15.10.2012

Silent Spring - Die wahre Geschichte

Von Pierre Desrochers

Zum 50. Jahrestag seines Erscheinens wird deutlich, wie sehr der Erfolg von Rachel Carsons reichlich unoriginellem und pseudowissenschaftlichem Buch auf dessen Appell an anti-moderne Vorurteile beruht. Pierre Desrochers über Mythen und Fakten rund um „Der stumme Frühling“

Rund um das 50. Erscheinungsjubiläum am 27. September wurde Rachel Carsons Bestseller Silent Spring (dt.
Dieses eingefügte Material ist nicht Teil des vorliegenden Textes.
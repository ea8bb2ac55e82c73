mod model;
mod registry;
mod transition;

pub use model::{Channel, ChannelId, ChannelKind, ChannelStatus};
pub use registry::{ChannelRegistry, MemoryChannelRegistry, RegistryError, RegistrySnapshot};
pub use transition::{ChannelStatusTransition, TransitionActor};
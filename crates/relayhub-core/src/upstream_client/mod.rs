use std::collections::HashMap;
use std::sync::{Arc, Mutex};
use std::time::Duration;

use async_trait::async_trait;
use bytes::Bytes;
use futures_util::StreamExt;
use relayhub_common::GlobalConfig;
use relayhub_protocol::sse::{SseEvent, SseParser, encode_data_frame};
use relayhub_provider_core::headers::end_to_end;
use relayhub_provider_core::{
    Channel, ChannelKind, CustomPayload, Headers, RawResponse, RelayError, StreamEnd,
    StreamFraming, StreamSender, UpstreamPayload, UpstreamProvider, UpstreamRequest, header_get, stream_channel,
};
use tracing::{debug, warn};
use wreq::{Client, Method, Proxy};

const ANTHROPIC_VERSION: &str = "2023-06-01";
const STREAM_BUFFER: usize = 64;

#[derive(Debug, Clone)]
pub struct UpstreamClientConfig {
    pub proxy: Option<String>,
    pub connect_timeout: Duration,
    pub request_timeout: Duration,
    pub stream_idle_timeout: Duration,
}

impl UpstreamClientConfig {
    pub fn from_global(global: &GlobalConfig) -> Self {
        Self {
            proxy: global.proxy.clone(),
            connect_timeout: Duration::from_secs(global.connect_timeout_secs),
            request_timeout: Duration::from_secs(86400),
            stream_idle_timeout: Duration::from_secs(global.stream_idle_timeout_secs),
        }
    }
}

impl Default for UpstreamClientConfig {
    fn default() -> Self {
        Self {
            proxy: None,
            connect_timeout: Duration::from_secs(5),
            request_timeout: Duration::from_secs(86400),
            stream_idle_timeout: Duration::from_secs(300),
        }
    }
}

/// Posts the canonical body to a channel's base URL over wreq.
///
/// Clients are cached per outbound proxy.
#[derive(Clone)]
pub struct HttpUpstreamProvider {
    config: UpstreamClientConfig,
    clients: Arc<Mutex<HashMap<Option<String>, Client>>>,
}

impl std::fmt::Debug for HttpUpstreamProvider {
    fn fmt(&self, f: &mut std::fmt::Formatter<'_>) -> std::fmt::Result {
        f.debug_struct("HttpUpstreamProvider")
            .field("config", &self.config)
            .finish()
    }
}

impl HttpUpstreamProvider {
    pub fn new(config: UpstreamClientConfig) -> Result<Self, wreq::Error> {
        let proxy = normalize_proxy(config.proxy.clone());
        let client = build_client(&config, proxy.as_deref())?;
        let mut clients = HashMap::new();
        clients.insert(proxy, client);
        Ok(Self {
            config,
            clients: Arc::new(Mutex::new(clients)),
        })
    }

    fn client(&self) -> Result<Client, RelayError> {
        let proxy = normalize_proxy(self.config.proxy.clone());
        let mut guard = self
            .clients
            .lock()
            .map_err(|_| RelayError::local(500, "upstream client cache lock failed"))?;
        if let Some(client) = guard.get(&proxy) {
            return Ok(client.clone());
        }
        let client = build_client(&self.config, proxy.as_deref()).map_err(map_wreq_error)?;
        guard.insert(proxy, client.clone());
        Ok(client)
    }
}

fn normalize_proxy(value: Option<String>) -> Option<String> {
    value
        .map(|item| item.trim().to_string())
        .filter(|item| !item.is_empty())
}

fn build_client(config: &UpstreamClientConfig, proxy: Option<&str>) -> Result<Client, wreq::Error> {
    let mut builder = Client::builder()
        .connect_timeout(config.connect_timeout)
        .timeout(config.request_timeout)
        .read_timeout(config.stream_idle_timeout);

    if let Some(proxy) = proxy {
        builder = builder.proxy(Proxy::all(proxy)?);
    }

    builder.build()
}

#[async_trait]
impl UpstreamProvider for HttpUpstreamProvider {
    async fn call(&self, request: UpstreamRequest) -> Result<UpstreamPayload, RelayError> {
        let client = self.client()?;
        let url = upstream_url(&request.channel, &request.path);
        let body = serde_json::to_vec(&request.body)
            .map_err(|err| RelayError::local(500, format!("serialize upstream body: {err}")))?;

        let mut builder = client.request(Method::POST, &url);
        for (name, value) in auth_headers(&request.channel) {
            builder = builder.header(name, value);
        }
        if request.stream {
            builder = builder.header("accept", "text/event-stream");
        }
        let resp = builder
            .header("content-type", "application/json")
            .body(body)
            .send()
            .await
            .map_err(map_wreq_error)?;

        convert_response(
            resp,
            request.stream,
            request.channel.kind,
            self.config.stream_idle_timeout,
        )
        .await
    }
}

/// Base URL plus the inbound path, without doubling the separator.
pub fn upstream_url(channel: &Channel, path: &str) -> String {
    format!(
        "{}/{}",
        channel.base_url.trim_end_matches('/'),
        path.trim_start_matches('/')
    )
}

pub fn auth_headers(channel: &Channel) -> Headers {
    let key = channel.api_key.clone();
    match channel.kind {
        ChannelKind::OpenAI | ChannelKind::Custom => {
            vec![("authorization".to_string(), format!("Bearer {key}"))]
        }
        ChannelKind::Anthropic => vec![
            ("x-api-key".to_string(), key),
            ("anthropic-version".to_string(), ANTHROPIC_VERSION.to_string()),
        ],
        ChannelKind::Gemini => vec![("x-goog-api-key".to_string(), key)],
        ChannelKind::Azure => vec![("api-key".to_string(), key)],
    }
}

#[derive(Debug, Clone, Copy, PartialEq, Eq)]
enum BodyClass {
    Json,
    EventStream,
    JsonLines,
    Binary,
    Other,
}

fn classify_content_type(content_type: Option<&str>) -> BodyClass {
    let Some(content_type) = content_type else {
        return BodyClass::Other;
    };
    let content_type = content_type.to_ascii_lowercase();
    if content_type.contains("text/event-stream") {
        BodyClass::EventStream
    } else if content_type.contains("ndjson") || content_type.contains("jsonl") {
        BodyClass::JsonLines
    } else if content_type.contains("json") {
        BodyClass::Json
    } else if content_type.starts_with("audio/")
        || content_type.starts_with("image/")
        || content_type.starts_with("video/")
        || content_type.contains("octet-stream")
    {
        BodyClass::Binary
    } else {
        BodyClass::Other
    }
}

/// Framing the caller should see. OpenAI-style streams are re-wrapped as
/// `data:` frames and end with `[DONE]`; Claude and Gemini streams and JSON
/// lines keep the upstream's own framing.
fn stream_framing(kind: ChannelKind, class: BodyClass) -> StreamFraming {
    match (class, kind) {
        (BodyClass::JsonLines, _) | (_, ChannelKind::Anthropic | ChannelKind::Gemini) => {
            StreamFraming::Raw
        }
        _ => StreamFraming::Sse,
    }
}

async fn convert_response(
    resp: wreq::Response,
    want_stream: bool,
    kind: ChannelKind,
    stream_idle_timeout: Duration,
) -> Result<UpstreamPayload, RelayError> {
    let status = resp.status().as_u16();
    let headers = headers_from_wreq(resp.headers());

    if !(200..300).contains(&status) {
        let body = resp.bytes().await.map_err(map_wreq_error)?;
        return Err(RelayError::from_upstream_body(status, &body));
    }

    let class = classify_content_type(header_get(&headers, "content-type"));
    match class {
        BodyClass::EventStream | BodyClass::JsonLines if want_stream => {
            let framing = stream_framing(kind, class);
            let content_type = header_get(&headers, "content-type").map(str::to_string);
            let (sender, handle) = stream_channel(STREAM_BUFFER);
            let decoder = FrameDecoder::new(class, framing);
            tokio::spawn(pump_upstream(resp, sender, decoder, stream_idle_timeout));
            Ok(UpstreamPayload::Stream(handle.with_framing(framing, content_type)))
        }
        _ => {
            let body = resp.bytes().await.map_err(map_wreq_error)?;
            classify_buffered(status, headers, body, class)
        }
    }
}

fn classify_buffered(
    status: u16,
    headers: Headers,
    body: Bytes,
    class: BodyClass,
) -> Result<UpstreamPayload, RelayError> {
    match class {
        BodyClass::Json => match serde_json::from_slice(&body) {
            Ok(value) => Ok(UpstreamPayload::Json(value)),
            Err(err) => {
                debug!(event = "upstream_json_invalid", error = %err);
                Ok(UpstreamPayload::Raw(RawResponse {
                    status,
                    headers: end_to_end(&headers),
                    body,
                }))
            }
        },
        BodyClass::Binary => Ok(UpstreamPayload::Custom(CustomPayload {
            headers: end_to_end(&headers),
            body,
        })),
        BodyClass::EventStream | BodyClass::JsonLines | BodyClass::Other => {
            Ok(UpstreamPayload::Raw(RawResponse {
                status,
                headers,
                body,
            }))
        }
    }
}

/// Producer task: decodes the upstream byte stream into frames until the
/// stream ends, goes idle, or the consumer leaves.
async fn pump_upstream(
    resp: wreq::Response,
    sender: StreamSender,
    mut decoder: FrameDecoder,
    stream_idle_timeout: Duration,
) {
    let mut stream = resp.bytes_stream();

    let end = loop {
        let next = tokio::time::timeout(stream_idle_timeout, stream.next()).await;
        let item = match next {
            Ok(item) => item,
            Err(_) => {
                break StreamEnd::Error(RelayError::upstream(504, "upstream stream idle timeout"));
            }
        };
        let Some(item) = item else {
            if !send_all(&sender, decoder.finish()).await {
                return;
            }
            break StreamEnd::Done;
        };
        let chunk = match item {
            Ok(chunk) => chunk,
            Err(err) => break StreamEnd::Error(map_wreq_error(err)),
        };
        let (frames, done) = decoder.push(&chunk);
        if !send_all(&sender, frames).await {
            debug!(event = "upstream_stream_abandoned");
            return;
        }
        if done {
            break StreamEnd::Done;
        }
    };

    if let StreamEnd::Error(err) = &end {
        warn!(event = "upstream_stream_failed", status = err.status, message = %err.message);
    }
    sender.finish(end);
}

async fn send_all(sender: &StreamSender, frames: Vec<String>) -> bool {
    for frame in frames {
        if !sender.send(frame).await {
            return false;
        }
    }
    true
}

/// Splits upstream bytes into frames.
///
/// With SSE framing a frame is the `data` payload of one event; with raw
/// framing it is the whole event (or JSON line) re-encoded verbatim.
#[derive(Debug)]
struct FrameDecoder {
    sse: Option<SseParser>,
    framing: StreamFraming,
    pending: Vec<u8>,
}

impl FrameDecoder {
    fn new(class: BodyClass, framing: StreamFraming) -> Self {
        Self {
            sse: (class == BodyClass::EventStream).then(SseParser::new),
            framing,
            pending: Vec::new(),
        }
    }

    /// Frames completed by `chunk`, and whether the `[DONE]` sentinel arrived.
    fn push(&mut self, chunk: &Bytes) -> (Vec<String>, bool) {
        let framing = self.framing;
        match &mut self.sse {
            Some(parser) => collect_events(parser.push_bytes(chunk), framing),
            None => {
                self.pending.extend_from_slice(chunk);
                let mut frames = Vec::new();
                while let Some(pos) = self.pending.iter().position(|b| *b == b'\n') {
                    let line: Vec<u8> = self.pending.drain(..=pos).collect();
                    push_json_line(&mut frames, &line, framing);
                }
                (frames, false)
            }
        }
    }

    fn finish(&mut self) -> Vec<String> {
        let framing = self.framing;
        match &mut self.sse {
            Some(parser) => collect_events(parser.finish(), framing).0,
            None => {
                let line = std::mem::take(&mut self.pending);
                let mut frames = Vec::new();
                push_json_line(&mut frames, &line, framing);
                frames
            }
        }
    }
}

fn collect_events(events: Vec<SseEvent>, framing: StreamFraming) -> (Vec<String>, bool) {
    let mut frames = Vec::with_capacity(events.len());
    for event in events {
        let done = event.is_done();
        match framing {
            StreamFraming::Sse => {
                if done {
                    return (frames, true);
                }
                if !event.data.is_empty() {
                    frames.push(event.data);
                }
            }
            StreamFraming::Raw => {
                frames.push(encode_event(&event));
                if done {
                    return (frames, true);
                }
            }
        }
    }
    (frames, false)
}

/// One SSE event as it appeared upstream, minus comments.
fn encode_event(event: &SseEvent) -> String {
    let mut out = String::with_capacity(event.data.len() + 32);
    if let Some(name) = &event.event {
        out.push_str("event: ");
        out.push_str(name);
        out.push('\n');
        if event.data.is_empty() {
            out.push('\n');
            return out;
        }
    }
    out.push_str(&encode_data_frame(&event.data));
    out
}

fn push_json_line(frames: &mut Vec<String>, line: &[u8], framing: StreamFraming) {
    let line = String::from_utf8_lossy(line);
    let line = line.trim();
    if line.is_empty() {
        return;
    }
    match framing {
        StreamFraming::Sse => frames.push(line.to_string()),
        StreamFraming::Raw => frames.push(format!("{line}\n")),
    }
}

fn headers_from_wreq(map: &wreq::header::HeaderMap) -> Headers {
    let mut out = Vec::new();
    for (k, v) in map {
        if let Ok(s) = v.to_str() {
            out.push((k.as_str().to_string(), s.to_string()));
        }
    }
    out
}

/// Transport failures never carry a provider status: they become 502, or
/// 504 when the transport timed out.
fn map_wreq_error(err: wreq::Error) -> RelayError {
    let status = if err.is_timeout() { 504 } else { 502 };
    let message = if err.is_connect() {
        format!("upstream connect failed: {err}")
    } else {
        format!("upstream transport error: {err}")
    };
    RelayError::upstream(status, message).with_type("upstream_error")
}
Der stumme Frühling) in den internationalen Medien mit Würdigungen geradezu überschüttet. Kritik gab es kaum zu lesen. Viele Kommentatoren setzten die Erscheinung von Silent Spring sogar mit der Geburt der modernen Ökobewegung gleich. Dabei ist es tatsächlich mehr als nur ein wenig rätselhaft, wie Carson zu ihrem ikonenhaften Status als „Heilige Rachel“ und „Nonne der Natur“ kam. Schon vor etlichen Jahren meinte ein Unterstützer von Carson, der US-amerikanische Biologe Roland Clement, dass die Autorin „sowohl zu viel Lob als auch zu viel Tadel“ für ihr Buch geerntet habe, und dass die Vorstellung, „sie sei die Gründerin der Umweltbewegung“, reine Erfindung sei.

US-amerikanische Umweltbewegung der Nachkriegsjahre

Zuerst einmal beruht der ideologische Kern der modernen Umweltbewegung auf Ideen, die schon seit Jahrhunderten, in einigen Fällen seit Jahrtausenden [1] existieren. Auch war Literatur mit Naturbezug und starker Umweltschutzgrundierung bereits im Nachkriegs-Amerika sehr populär. Zu nennen wären hier etwa Bestseller, wie Marjory Stoneman Douglas’ The Everglades: River of Grass (1947) und Aldo Leopolds A Sand County Almanac (1949) oder neo-malthusianische Klassiker, wie William Vogts Road to Survival oder Fairfield Osborns Our Plundered Planet (beide 1948). Zudem wurden viele Organisationen mit dem Ziel des Schutzes der Natur vor menschlichen Einflüssen schon lange vor Erscheinen des Buches gegründet – vom Sierra Club (1892) und der National Auburn Society (1905) bis zur Conservation Foundation (1947, später durch den World Wildlife Fund übernommen) und die Nature Conservancy (1951). Nicht zuletzt waren auch Carsons Behauptungen über das beispiellos zerstörerische Potential synthetischer Pestizide auf das Gleichgewicht der Natur oder hinsichtlich der Auslösung von Krebs-Epidemien Anfang der 1960er Jahre nicht mehr besonders originell. Bereits lange vor Silent Spring wurden von zahlreichen Schriftstellern, Aktivisten, Bürokraten und Politikern ganz ähnliche Ängste über die tödliche Wirkung älterer, „natürlicher“ Pestizide („natürlich“ im Sinne von Verbindungen auf Arsen-, Kupfer- und Bleibasis) geschürt und öffentlich thematisiert.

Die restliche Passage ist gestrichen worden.